DATASET EXCERPTS:
※

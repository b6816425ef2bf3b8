use std::io::{self, BufRead, Write};
use std::process::ExitCode;
use std::sync::Arc;

use stocktalk_agent::llm::HttpLlmClient;
use stocktalk_agent::session::SessionOrchestrator;
use stocktalk_core::config::{AppConfig, LoadOptions};
use stocktalk_core::domain::{InventoryItem, ItemFilter};
use stocktalk_db::{connect, migrations, InventoryRepository, SqlInventoryRepository};

const HELP_TEXT: &str = "\
Commands:
  - Type a question or instruction about the inventory, e.g.
      \"How many laptops do we have?\"
      \"Add 5 new monitors to the inventory\"
      \"Delete HDMI cables from inventory\"
  - 'help' shows this message
  - 'exit', 'quit', or 'q' leaves the chat";

pub fn run() -> ExitCode {
    let config = match AppConfig::load(LoadOptions::default()) {
        Ok(config) => config,
        Err(error) => {
            eprintln!("configuration issue: {error}");
            return ExitCode::from(2);
        }
    };

    let runtime = match tokio::runtime::Builder::new_current_thread().enable_all().build() {
        Ok(runtime) => runtime,
        Err(error) => {
            eprintln!("failed to initialize async runtime: {error}");
            return ExitCode::from(3);
        }
    };

    match runtime.block_on(chat_loop(config)) {
        Ok(()) => ExitCode::SUCCESS,
        Err(error) => {
            eprintln!("{error}");
            ExitCode::from(4)
        }
    }
}

async fn chat_loop(config: AppConfig) -> Result<(), String> {
    let pool = connect(&config.database)
        .await
        .map_err(|error| format!("failed to connect to database: {error}"))?;

    migrations::run_pending(&pool)
        .await
        .map_err(|error| format!("failed to run migrations: {error}"))?;

    let repository = Arc::new(SqlInventoryRepository::new(pool));
    let llm = Arc::new(
        HttpLlmClient::from_config(&config.llm)
            .map_err(|error| format!("failed to build model client: {error}"))?,
    );
    let mut session = SessionOrchestrator::new("cli", llm, repository.clone());

    println!("Stocktalk inventory assistant. Ask about, add, update, or delete items.");
    println!("{HELP_TEXT}\n");

    let stdin = io::stdin();
    loop {
        print_inventory(repository.as_ref()).await;

        print!("\n> ");
        io::stdout().flush().ok();

        let mut line = String::new();
        match stdin.lock().read_line(&mut line) {
            Ok(0) => break, // EOF
            Ok(_) => {}
            Err(error) => return Err(format!("failed to read input: {error}")),
        }

        let input = line.trim();
        if input.is_empty() {
            continue;
        }
        if matches!(input.to_ascii_lowercase().as_str(), "exit" | "quit" | "q") {
            println!("Goodbye!");
            break;
        }
        if input.eq_ignore_ascii_case("help") {
            println!("{HELP_TEXT}");
            continue;
        }

        println!("Processing...");
        let reply = session.handle_turn(input).await;
        println!("{reply}");
    }

    Ok(())
}

async fn print_inventory(repository: &SqlInventoryRepository) {
    match repository.list(&ItemFilter::All).await {
        Ok(items) if items.is_empty() => println!("\nInventory is empty."),
        Ok(items) => {
            println!("\nCurrent Inventory ({} items):", items.len());
            println!("{:-<70}", "");
            println!("{:<24} {:>8}  {:<34}", "Item Name", "Quantity", "Description");
            println!("{:-<70}", "");
            for item in &items {
                println!("{}", render_row(item));
            }
            println!("{:-<70}", "");
        }
        Err(error) => println!("\nCould not load inventory: {error}"),
    }
}

fn render_row(item: &InventoryItem) -> String {
    let quantity = item.quantity.map(|q| q.to_string()).unwrap_or_else(|| "-".to_string());
    let description = item.description.as_deref().unwrap_or("");
    format!("{:<24} {:>8}  {:<34}", item.item_name, quantity, description)
}

#[cfg(test)]
mod tests {
    use stocktalk_core::domain::InventoryItem;

    use super::render_row;

    #[test]
    fn row_renders_missing_quantity_as_dash() {
        let item = InventoryItem::new("monitors", None, None).expect("valid item");
        let row = render_row(&item);
        assert!(row.contains("monitors"));
        assert!(row.contains('-'));
    }

    #[test]
    fn row_renders_quantity_and_description() {
        let item = InventoryItem::new("laptops", Some(20), Some("docked".to_string()))
            .expect("valid item");
        let row = render_row(&item);
        assert!(row.contains("20"));
        assert!(row.contains("docked"));
    }
}
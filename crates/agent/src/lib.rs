//! Agent runtime - intent classification, extraction, and dispatch.
//!
//! This crate is the "brain" of stocktalk. Each user turn flows through a
//! constrained, strictly sequential pipeline:
//!
//! 1. **Classification** (`classifier`) - one model call labels the
//!    utterance as query/upsert/delete/unclear
//! 2. **Extraction** (`extract`) - the matching handler asks the model for
//!    a single JSON object and validates it against a serde schema
//! 3. **Execution** (`handlers`) - one parameterized repository call
//! 4. **Reply** (`session`) - the result is formatted, appended to the
//!    bounded conversation history, and returned
//!
//! # Safety Principle
//!
//! The model is strictly a translator. It never decides what hits the
//! database: malformed or partial model output is an extraction failure and
//! no repository call is made. There are no retries anywhere; both external
//! calls either succeed or surface as a failure reply.

pub mod classifier;
pub mod extract;
pub mod handlers;
pub mod llm;
pub mod session;
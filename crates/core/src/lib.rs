//! Domain types, configuration, and prompt templates for stocktalk.
//!
//! Stocktalk is a natural-language front-end over a single-table inventory
//! database. This crate holds everything the other members share:
//!
//! - `domain` - the inventory item, filters and change descriptions, the
//!   bounded conversation history, and the classified intent
//! - `config` - layered application configuration (file, env, overrides)
//! - `errors` - the request-level error taxonomy and its user-safe replies
//! - `prompts` - per-intent prompt builders sent to the language model
//!
//! The language model is strictly a translator here: it labels utterances
//! and extracts structured fields. Every database effect is a deterministic
//! decision made by the handlers and the repository.

pub mod config;
pub mod domain;
pub mod errors;
pub mod prompts;
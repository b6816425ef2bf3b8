//! Structured extraction from free-form model output.
//!
//! Model replies are untrusted, structured-ish input: the JSON object may
//! be wrapped in code fences or prose. Extraction locates the first
//! complete JSON object, deserializes it against the per-intent schema, and
//! validates the fields. Any violation is a [`ChatError::Extraction`] and
//! the handler makes no database call - a missing required field is never
//! silently defaulted.

use serde::de::DeserializeOwned;
use serde::Deserialize;

use stocktalk_core::domain::{DeleteTarget, ItemChange, ItemFilter, QuantityChange};
use stocktalk_core::errors::ChatError;

/// Upsert schema. `quantity` may be null when the request only changes the
/// description; `quantity_mode` defaults to overwrite when the model omits
/// it, matching the "ambiguous means set" extraction rule.
#[derive(Debug, Deserialize)]
pub struct UpsertExtraction {
    pub item_name: String,
    pub quantity: Option<i64>,
    #[serde(default)]
    pub quantity_mode: QuantityMode,
    pub description: Option<String>,
}

#[derive(Clone, Copy, Debug, Default, PartialEq, Eq, Deserialize)]
#[serde(rename_all = "snake_case")]
pub enum QuantityMode {
    #[default]
    Set,
    Add,
}

impl UpsertExtraction {
    pub fn into_change(self) -> Result<ItemChange, ChatError> {
        let quantity = self.quantity.map(|value| match self.quantity_mode {
            QuantityMode::Set => QuantityChange::Set(value),
            QuantityMode::Add => QuantityChange::Add(value),
        });

        let description = self.description.filter(|text| !text.trim().is_empty());
        Ok(ItemChange::new(self.item_name, quantity, description)?)
    }
}

/// Delete schema: exactly one way to name the target. When the model emits
/// both, the exact name wins (it is the narrower request).
#[derive(Debug, Deserialize)]
pub struct DeleteExtraction {
    pub item_name: Option<String>,
    pub name_contains: Option<String>,
}

impl DeleteExtraction {
    pub fn into_target(self) -> Result<DeleteTarget, ChatError> {
        if let Some(item_name) = self.item_name.filter(|name| !name.trim().is_empty()) {
            return Ok(DeleteTarget::Name(item_name));
        }
        if let Some(needle) = self.name_contains.filter(|needle| !needle.trim().is_empty()) {
            return Ok(DeleteTarget::Filter(ItemFilter::NameContains(needle)));
        }
        Err(ChatError::Extraction(
            "delete extraction named no target (expected item_name or name_contains)".to_string(),
        ))
    }
}

/// Parse the first JSON object out of the model text into `T`.
pub fn parse_extraction<T: DeserializeOwned>(model_output: &str) -> Result<T, ChatError> {
    let object = first_json_object(model_output).ok_or_else(|| {
        ChatError::Extraction("model output contained no JSON object".to_string())
    })?;

    serde_json::from_str(object).map_err(|error| ChatError::Extraction(error.to_string()))
}

/// Parse a query reply into an [`ItemFilter`].
pub fn parse_filter(model_output: &str) -> Result<ItemFilter, ChatError> {
    parse_extraction::<ItemFilter>(model_output)
}

/// Locate the first balanced `{...}` in `text`, tolerating code fences and
/// surrounding prose. Brace counting is string-aware so embedded braces in
/// values do not end the scan early.
fn first_json_object(text: &str) -> Option<&str> {
    let start = text.find('{')?;
    let mut depth = 0usize;
    let mut in_string = false;
    let mut escaped = false;

    for (offset, ch) in text[start..].char_indices() {
        if in_string {
            if escaped {
                escaped = false;
            } else if ch == '\\' {
                escaped = true;
            } else if ch == '"' {
                in_string = false;
            }
            continue;
        }

        match ch {
            '"' => in_string = true,
            '{' => depth += 1,
            '}' => {
                depth -= 1;
                if depth == 0 {
                    return Some(&text[start..start + offset + ch.len_utf8()]);
                }
            }
            _ => {}
        }
    }

    None
}
use std::time::Duration;

use sqlx::sqlite::SqlitePoolOptions;

use stocktalk_core::config::DatabaseConfig;

pub type DbPool = sqlx::SqlitePool;

/// Open a pool using the settings from the `[database]` config section.
pub async fn connect(settings: &DatabaseConfig) -> Result<DbPool, sqlx::Error> {
    connect_with_settings(&settings.url, settings.max_connections, settings.timeout_secs).await
}

pub async fn connect_with_settings(
    database_url: &str,
    max_connections: u32,
    timeout_secs: u64,
) -> Result<DbPool, sqlx::Error> {
    SqlitePoolOptions::new()
        .max_connections(max_connections.max(1))
        .acquire_timeout(Duration::from_secs(timeout_secs.max(1)))
        .after_connect(|conn, _meta| {
            Box::pin(async move {
                // WAL keeps readers unblocked while a handler writes;
                // busy_timeout covers the writer handoff between sessions.
                sqlx::query("PRAGMA foreign_keys = ON").execute(&mut *conn).await?;
                sqlx::query("PRAGMA journal_mode = WAL").execute(&mut *conn).await?;
                sqlx::query("PRAGMA synchronous = NORMAL").execute(&mut *conn).await?;
                sqlx::query("PRAGMA busy_timeout = 5000").execute(&mut *conn).await?;
                Ok(())
            })
        })
        .connect(database_url)
        .await
}
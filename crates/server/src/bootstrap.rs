use std::sync::Arc;

use thiserror::Error;
use tracing::info;

use stocktalk_agent::llm::{HttpLlmClient, LlmClient, LlmError};
use stocktalk_core::config::{AppConfig, ConfigError, LoadOptions};
use stocktalk_db::{connect, migrations, DbPool, InventoryRepository, SqlInventoryRepository};

pub struct Application {
    pub config: AppConfig,
    pub db_pool: DbPool,
    pub llm: Arc<dyn LlmClient>,
    pub repository: Arc<dyn InventoryRepository>,
}

#[derive(Debug, Error)]
pub enum BootstrapError {
    #[error(transparent)]
    Config(#[from] ConfigError),
    #[error("database connection failed: {0}")]
    DatabaseConnect(#[source] sqlx::Error),
    #[error("database migration failed: {0}")]
    Migration(#[source] sqlx::migrate::MigrateError),
    #[error("model client construction failed: {0}")]
    LlmClient(#[source] LlmError),
}

pub async fn bootstrap(options: LoadOptions) -> Result<Application, BootstrapError> {
    let config = AppConfig::load(options)?;
    bootstrap_with_config(config).await
}

pub async fn bootstrap_with_config(config: AppConfig) -> Result<Application, BootstrapError> {
    info!(event_name = "system.bootstrap.start", "starting application bootstrap");

    let db_pool =
        connect(&config.database).await.map_err(BootstrapError::DatabaseConnect)?;
    info!(event_name = "system.bootstrap.database_connected", "database connection established");

    migrations::run_pending(&db_pool).await.map_err(BootstrapError::Migration)?;
    info!(event_name = "system.bootstrap.migrations_applied", "database migrations applied");

    let llm: Arc<dyn LlmClient> =
        Arc::new(HttpLlmClient::from_config(&config.llm).map_err(BootstrapError::LlmClient)?);
    let repository: Arc<dyn InventoryRepository> =
        Arc::new(SqlInventoryRepository::new(db_pool.clone()));

    Ok(Application { config, db_pool, llm, repository })
}
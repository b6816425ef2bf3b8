use chrono::{DateTime, Utc};
use serde::{Deserialize, Serialize};

/// Number of turns retained per session. Older turns are dropped when new
/// ones are appended.
pub const HISTORY_WINDOW: usize = 5;

#[derive(Clone, Copy, Debug, PartialEq, Eq, Serialize, Deserialize)]
#[serde(rename_all = "snake_case")]
pub enum Role {
    User,
    Agent,
}

/// One exchange entry. Turns are append-only and never mutated.
#[derive(Clone, Debug, PartialEq, Eq, Serialize, Deserialize)]
pub struct ConversationTurn {
    pub role: Role,
    pub text: String,
    pub timestamp: DateTime<Utc>,
}

impl ConversationTurn {
    pub fn user(text: impl Into<String>) -> Self {
        Self { role: Role::User, text: text.into(), timestamp: Utc::now() }
    }

    pub fn agent(text: impl Into<String>) -> Self {
        Self { role: Role::Agent, text: text.into(), timestamp: Utc::now() }
    }
}

/// In-memory, per-session conversation log bounded to [`HISTORY_WINDOW`]
/// turns. Lives only for the session lifetime; nothing is persisted.
#[derive(Clone, Debug, Default)]
pub struct ConversationHistory {
    turns: Vec<ConversationTurn>,
}

impl ConversationHistory {
    pub fn new() -> Self {
        Self::default()
    }

    pub fn push(&mut self, turn: ConversationTurn) {
        self.turns.push(turn);
        if self.turns.len() > HISTORY_WINDOW {
            let excess = self.turns.len() - HISTORY_WINDOW;
            self.turns.drain(..excess);
        }
    }

    pub fn turns(&self) -> &[ConversationTurn] {
        &self.turns
    }

    pub fn len(&self) -> usize {
        self.turns.len()
    }

    pub fn is_empty(&self) -> bool {
        self.turns.is_empty()
    }
}
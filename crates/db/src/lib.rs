pub mod connection;
pub mod fixtures;
pub mod migrations;
pub mod repository;

pub use connection::{connect, connect_with_settings, DbPool};
pub use fixtures::{seed_demo_inventory, SeedResult};
pub use repository::{InventoryRepository, RepositoryError, SqlInventoryRepository};
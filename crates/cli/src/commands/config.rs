use std::env;
use std::fs;
use std::path::{Path, PathBuf};

use stocktalk_core::config::{AppConfig, LoadOptions};
use toml::Value;

pub fn run() -> String {
    let config = match AppConfig::load(LoadOptions::default()) {
        Ok(config) => config,
        Err(error) => return format!("config validation failed: {error}"),
    };

    let config_file_path = detect_config_path();
    let config_file_doc = load_config_file_doc(config_file_path.as_deref());
    let source = |key_path: &str, env_key: &str| {
        field_source(key_path, env_key, config_file_doc.as_ref(), config_file_path.as_deref())
    };

    let mut lines = vec!["effective config (source precedence: env > file > default):".to_string()];

    lines.push(render_line(
        "database.url",
        &config.database.url,
        source("database.url", "STOCKTALK_DATABASE_URL"),
    ));
    lines.push(render_line(
        "database.max_connections",
        &config.database.max_connections.to_string(),
        source("database.max_connections", "STOCKTALK_DATABASE_MAX_CONNECTIONS"),
    ));
    lines.push(render_line(
        "database.timeout_secs",
        &config.database.timeout_secs.to_string(),
        source("database.timeout_secs", "STOCKTALK_DATABASE_TIMEOUT_SECS"),
    ));

    lines.push(render_line(
        "llm.provider",
        &format!("{:?}", config.llm.provider),
        source("llm.provider", "STOCKTALK_LLM_PROVIDER"),
    ));
    lines.push(render_line(
        "llm.model",
        &config.llm.model,
        source("llm.model", "STOCKTALK_LLM_MODEL"),
    ));
    lines.push(render_line(
        "llm.base_url",
        config.llm.base_url.as_deref().unwrap_or("<unset>"),
        source("llm.base_url", "STOCKTALK_LLM_BASE_URL"),
    ));
    let llm_api_key = if config.llm.api_key.is_some() { "<redacted>" } else { "<unset>" };
    lines.push(render_line(
        "llm.api_key",
        llm_api_key,
        source("llm.api_key", "STOCKTALK_LLM_API_KEY"),
    ));
    lines.push(render_line(
        "llm.temperature",
        &config.llm.temperature.to_string(),
        source("llm.temperature", "STOCKTALK_LLM_TEMPERATURE"),
    ));
    lines.push(render_line(
        "llm.timeout_secs",
        &config.llm.timeout_secs.to_string(),
        source("llm.timeout_secs", "STOCKTALK_LLM_TIMEOUT_SECS"),
    ));

    lines.push(render_line(
        "server.bind_address",
        &config.server.bind_address,
        source("server.bind_address", "STOCKTALK_SERVER_BIND_ADDRESS"),
    ));
    lines.push(render_line(
        "server.port",
        &config.server.port.to_string(),
        source("server.port", "STOCKTALK_SERVER_PORT"),
    ));

    lines.push(render_line(
        "logging.level",
        &config.logging.level,
        source("logging.level", "STOCKTALK_LOGGING_LEVEL"),
    ));
    lines.push(render_line(
        "logging.format",
        &format!("{:?}", config.logging.format),
        source("logging.format", "STOCKTALK_LOGGING_FORMAT"),
    ));

    lines.join("\n")
}

fn render_line(key: &str, value: &str, source: String) -> String {
    format!("  {key} = {value}  [{source}]")
}

fn detect_config_path() -> Option<PathBuf> {
    [PathBuf::from("stocktalk.toml"), PathBuf::from("config/stocktalk.toml")]
        .into_iter()
        .find(|path| path.exists())
}

fn load_config_file_doc(path: Option<&Path>) -> Option<Value> {
    let path = path?;
    let raw = fs::read_to_string(path).ok()?;
    raw.parse::<Value>().ok()
}

fn field_source(
    key_path: &str,
    env_key: &str,
    config_file_doc: Option<&Value>,
    config_file_path: Option<&Path>,
) -> String {
    if env::var_os(env_key).is_some() {
        return format!("env ({env_key})");
    }

    if let Some(doc) = config_file_doc {
        if contains_path(doc, key_path) {
            let file_path = config_file_path
                .map(|path| path.display().to_string())
                .unwrap_or_else(|| "config file".to_string());
            return format!("file ({file_path})");
        }
    }

    "default".to_string()
}

fn contains_path(doc: &Value, key_path: &str) -> bool {
    let mut current = doc;
    for segment in key_path.split('.') {
        match current.get(segment) {
            Some(next) => current = next,
            None => return false,
        }
    }
    true
}
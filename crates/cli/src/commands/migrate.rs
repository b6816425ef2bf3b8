use crate::commands::CommandResult;
use stocktalk_core::config::{AppConfig, LoadOptions};
use stocktalk_db::{connect, migrations};

pub fn run() -> CommandResult {
    let config = match AppConfig::load(LoadOptions::default()) {
        Ok(config) => config,
        Err(error) => {
            return CommandResult::failure(
                "migrate",
                "config_validation",
                format!("configuration issue: {error}"),
                2,
            );
        }
    };

    let runtime = match tokio::runtime::Builder::new_current_thread().enable_all().build() {
        Ok(runtime) => runtime,
        Err(error) => {
            return CommandResult::failure(
                "migrate",
                "runtime_init",
                format!("failed to initialize async runtime: {error}"),
                3,
            );
        }
    };

    let result = runtime.block_on(async {
        let pool = connect(&config.database)
            .await
            .map_err(|error| ("db_connectivity", error.to_string(), 4u8))?;
        migrations::run_pending(&pool)
            .await
            .map_err(|error| ("migration", error.to_string(), 5u8))?;
        pool.close().await;
        Ok::<(), (&'static str, String, u8)>(())
    });

    match result {
        Ok(()) => CommandResult::success("migrate", "applied pending migrations"),
        Err((error_class, message, exit_code)) => {
            CommandResult::failure("migrate", error_class, message, exit_code)
        }
    }
}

※

DIRECTIONS FOR THIS TASK: A line belongs in the answer if it contains the word "DatabaseConfig"; copy every such line from the data above.

RESULT OF THE EXERCISE:
use stocktalk_core::config::DatabaseConfig;
pub async fn connect(settings: &DatabaseConfig) -> Result<DbPool, sqlx::Error> {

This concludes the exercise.